First Pregnancy vs. the second

If you haven’t noticed, things are a bit different around here. The new site is officially here! This has been a long time coming so I’m both thrilled and relieved that launch day is finally here! Especially since plans were to launch a bit earlier than this, but apparently growing a baby and raising a toddler changes your timeline dramatically. That’s right, if you haven’t been following along on Instagram, we are expecting once again! It’s been a crazy adventure already, and I’m only (almost) 17 weeks along. Everyone said the second time around would be different, and I guess a part of me listened but a bigger part of me was too busy raising the first kid to listen. Which has become a norm this time around actually. So, I figure with our new site, our first post should focus on this new adventure.

Startling differences in the second pregnancy:

Maternity clothes start earlier:

The first time around, I BEGGED for my bump. It took a good 20 weeks before even the slightest bump would be discovered. I was able to wear my normal clothes for a good amount of time. People even said that they figured I would have a tiny baby. Abby didn’t get that memo since she was over 9lbs at birth, but that’s a different story. This time around, I made it to about 10 weeks before breaking out the maternity pants. And in the 9th week, I was wearing only leggings so honestly, I was just cheating. Basically, the first time your body is learning how to do this. The second time, your uterus goes “oh please, I got this!”

People assume you know everything:

During my first pregnancy, I had an app that tracked everything that was happening with Abby – size compared to fruit, what was developing each week, and what I could do to ensure a healthy pregnancy. I knew my doctor appointments like the back of my hand and counted down to each ultrasound. This time around, I have zero idea what is going on. And that’s not because I don’t care; it’s because my brain is maxed out trying to remember what my toddler needs the next day for daycare or her own doctor appointments, on top of work responsibilities and trying to decide what to make for dinner (damn I’m always hungry this time). Honest example, at the beginning of the post when I stated how many weeks I am, I had to count multiple times in my calendar and kept forgetting the number each time.
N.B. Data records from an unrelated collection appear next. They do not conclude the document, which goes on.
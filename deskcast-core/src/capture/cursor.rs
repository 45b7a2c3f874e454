//! Mouse cursor compositing.
//!
//! Neither DXGI duplication nor `BitBlt` include the hardware cursor in
//! the captured image, so backends draw it themselves.

use crate::types::{Frame, MonitorArea, PixelFormat, Rect};

/// A cursor image and where it sits on the desktop.
#[derive(Debug, Clone, PartialEq)]
pub struct CursorShape {
    /// Pointer position in virtual-desktop coordinates.
    pub x: i32,
    pub y: i32,
    /// Offset of the pointer tip inside the image.
    pub hotspot_x: u32,
    pub hotspot_y: u32,
    pub width: u32,
    pub height: u32,
    /// Tightly packed BGRA, straight alpha.
    pub pixels: Vec<u8>,
}

/// Platform hook returning the visible cursor, if any.
pub trait CursorSource: Send + Sync {
    fn cursor(&self) -> Option<CursorShape>;
}

/// Alpha-blend `cursor` into `frame`, which shows `area` of the desktop.
///
/// Returns the frame-local rect that was drawn, or `None` if the cursor
/// is not wholly inside the frame.
pub fn composite_cursor(frame: &mut Frame, cursor: &CursorShape, area: &MonitorArea) -> Option<Rect> {
    if cursor.width == 0 || cursor.height == 0 {
        return None;
    }
    if cursor.pixels.len() < cursor.width as usize * cursor.height as usize * 4 {
        return None;
    }

    let left = cursor.x as i64 - area.left as i64 - cursor.hotspot_x as i64;
    let top = cursor.y as i64 - area.top as i64 - cursor.hotspot_y as i64;
    if left < 0
        || top < 0
        || left + cursor.width as i64 > frame.width as i64
        || top + cursor.height as i64 > frame.height as i64
    {
        return None;
    }

    let target = Rect::new(left as u32, top as u32, cursor.width, cursor.height);
    let bpp = frame.format.bytes_per_pixel();
    let [r, g, b] = frame.format.rgb_offsets();
    let has_alpha = frame.format != PixelFormat::Rgb8;

    for row in 0..cursor.height {
        let src_row = &cursor.pixels[(row * cursor.width * 4) as usize..][..(cursor.width * 4) as usize];
        let dst_row = frame.row_pixels_mut(target.y + row);
        for (col, src) in src_row.chunks_exact(4).enumerate() {
            let alpha = src[3] as u32;
            if alpha == 0 {
                continue;
            }
            let offset = (target.x as usize + col) * bpp;
            let dst = &mut dst_row[offset..offset + bpp];
            // Source is BGRA: index 2 is red, 0 is blue.
            for (dst_idx, src_val) in [(r, src[2]), (g, src[1]), (b, src[0])] {
                dst[dst_idx] = blend(src_val, dst[dst_idx], alpha);
            }
            if has_alpha {
                dst[3] = 0xFF;
            }
        }
    }

    Some(target)
}

fn blend(src: u8, dst: u8, alpha: u32) -> u8 {
    ((src as u32 * alpha + dst as u32 * (255 - alpha)) / 255) as u8
}
//! Current cursor shape via `GetCursorInfo` + `GetIconInfo`.

use std::mem::size_of;

use windows::Win32::Graphics::Gdi::{
    BI_RGB, BITMAP, BITMAPINFO, BITMAPINFOHEADER, DIB_RGB_COLORS, DeleteObject, GetDC, GetDIBits,
    GetObjectW, HBITMAP, HGDIOBJ, ReleaseDC,
};
use windows::Win32::Foundation::HWND;
use windows::Win32::UI::WindowsAndMessaging::{
    CURSOR_SHOWING, CURSORINFO, GetCursorInfo, GetIconInfo, HICON, ICONINFO,
};

use crate::capture::{CursorShape, CursorSource};

/// Reads the system cursor.
#[derive(Debug, Default)]
pub struct WindowsCursor;

impl CursorSource for WindowsCursor {
    fn cursor(&self) -> Option<CursorShape> {
        unsafe {
            let mut ci = CURSORINFO {
                cbSize: size_of::<CURSORINFO>() as u32,
                ..Default::default()
            };
            GetCursorInfo(&mut ci).ok()?;
            if ci.flags.0 & CURSOR_SHOWING.0 == 0 {
                return None;
            }

            let mut icon = ICONINFO::default();
            GetIconInfo(HICON(ci.hCursor.0), &mut icon).ok()?;

            let mask = read_bitmap(icon.hbmMask);
            let color = if icon.hbmColor.is_invalid() {
                None
            } else {
                read_bitmap(icon.hbmColor)
            };
            let _ = DeleteObject(HGDIOBJ(icon.hbmMask.0));
            if !icon.hbmColor.is_invalid() {
                let _ = DeleteObject(HGDIOBJ(icon.hbmColor.0));
            }

            let (width, height, pixels) = match (color, mask) {
                (Some(color), Some(mask)) => apply_mask(color, &mask),
                // Monochrome cursor: AND mask on top, XOR mask below.
                (None, Some(mask)) => monochrome(mask)?,
                _ => return None,
            };

            Some(CursorShape {
                x: ci.ptScreenPos.x,
                y: ci.ptScreenPos.y,
                hotspot_x: icon.xHotspot,
                hotspot_y: icon.yHotspot,
                width,
                height,
                pixels,
            })
        }
    }
}

type Bits = (u32, u32, Vec<u8>);

/// Read any bitmap as top-down 32-bit BGRA.
unsafe fn read_bitmap(bitmap: HBITMAP) -> Option<Bits> {
    let mut bm = BITMAP::default();
    let got = unsafe {
        GetObjectW(
            HGDIOBJ(bitmap.0),
            size_of::<BITMAP>() as i32,
            Some((&mut bm as *mut BITMAP).cast()),
        )
    };
    if got == 0 || bm.bmWidth <= 0 || bm.bmHeight <= 0 {
        return None;
    }
    let (width, height) = (bm.bmWidth, bm.bmHeight);

    let mut info = BITMAPINFO {
        bmiHeader: BITMAPINFOHEADER {
            biSize: size_of::<BITMAPINFOHEADER>() as u32,
            biWidth: width,
            biHeight: -height,
            biPlanes: 1,
            biBitCount: 32,
            biCompression: BI_RGB.0,
            ..Default::default()
        },
        ..Default::default()
    };
    let mut data = vec![0u8; width as usize * height as usize * 4];
    let lines = unsafe {
        let dc = GetDC(HWND::default());
        let lines = GetDIBits(
            dc,
            bitmap,
            0,
            height as u32,
            Some(data.as_mut_ptr().cast()),
            &mut info,
            DIB_RGB_COLORS,
        );
        ReleaseDC(HWND::default(), dc);
        lines
    };
    (lines == height).then_some((width as u32, height as u32, data))
}

/// Colour cursors without an alpha channel take transparency from the mask.
fn apply_mask((width, height, mut pixels): Bits, mask: &Bits) -> Bits {
    let has_alpha = pixels.chunks_exact(4).any(|px| px[3] != 0);
    if !has_alpha {
        for (px, m) in pixels.chunks_exact_mut(4).zip(mask.2.chunks_exact(4)) {
            px[3] = if m[0] == 0 { 0xFF } else { 0 };
        }
    }
    (width, height, pixels)
}

fn monochrome((width, double_height, mask): Bits) -> Option<Bits> {
    let height = double_height / 2;
    if height == 0 {
        return None;
    }
    let plane = (width * height * 4) as usize;
    let (and_plane, xor_plane) = mask.split_at(plane);
    let mut pixels = vec![0u8; plane];
    for ((px, a), x) in pixels
        .chunks_exact_mut(4)
        .zip(and_plane.chunks_exact(4))
        .zip(xor_plane.chunks_exact(4))
    {
        match (a[0] != 0, x[0] != 0) {
            (false, value) => {
                let v = if value { 0xFF } else { 0 };
                px.copy_from_slice(&[v, v, v, 0xFF]);
            }
            // Screen-inverting pixels are drawn black.
            (true, true) => px.copy_from_slice(&[0, 0, 0, 0xFF]),
            (true, false) => {}
        }
    }
    Some((width, height, pixels))
}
Your doctor assumes you know it all:

It’s one thing when your friends, family and coworkers assume you know what you’re doing, it’s an entirely different thing when your doctor assumes it. My very first appointment, the nurse handed me paperwork about my pregnancy (as she had with the first one), and said “But I’m sure you remember all of this from your first one.” I literally stared at that piece of paper and said “Wait, I need to go to the doctor’s how often?” I remember going to appointments with Abby – and all the fun things like getting weighed and peeing in a cup – but completely forgot it happens every four weeks in the start, than every other, than every single week. I now ask my doctor to just treat me like a first timer because it’s just easier.

Your level of sickness will be different:

Apparently every pregnancy is different. Some people are never sick, some are always sick. For me, I was only sick with Abby in the very beginning if I was hungry. Easy solution: I was constantly snacking. And this resolved itself by the ninth week. This time around, I was sick if I was hungry, if I was eating, or if I was full, for 15 weeks. Basically, the only reason I took a pregnancy test was because for a solid week, I felt like I was hungover every single day and found myself eating greasy chips and guacamole. And, I only took it because John thought something might be going on. I didn’t even believe him that pregnancy was a possibility.

You’ll worry, but for different reasons:

With Abby, I was worried constantly that something would happen – miscarriage, preterm birth, diseases. I constantly thought I would receive bad news. And, luckily, for the most part it was a healthy pregnancy. This time, I do worry about some those but not to the same extent. Honestly, my brain is more wrapped around the worry of sharing with two children – sharing my time, patience, and love. The day Abby was born was the day I officially became a mom. I knew I loved her while she was growing inside me, but the day I met her that love tripled. And now, I worry about how I will love this child to the same extent. And I worry about how I’ll explain to my little girl that mommy can’t play with her constantly because her little sister or brother needs me too.

I expect to find even more differences as time goes on, but please share some of your own because I have a feeling I’ll need as much advance warning as possible.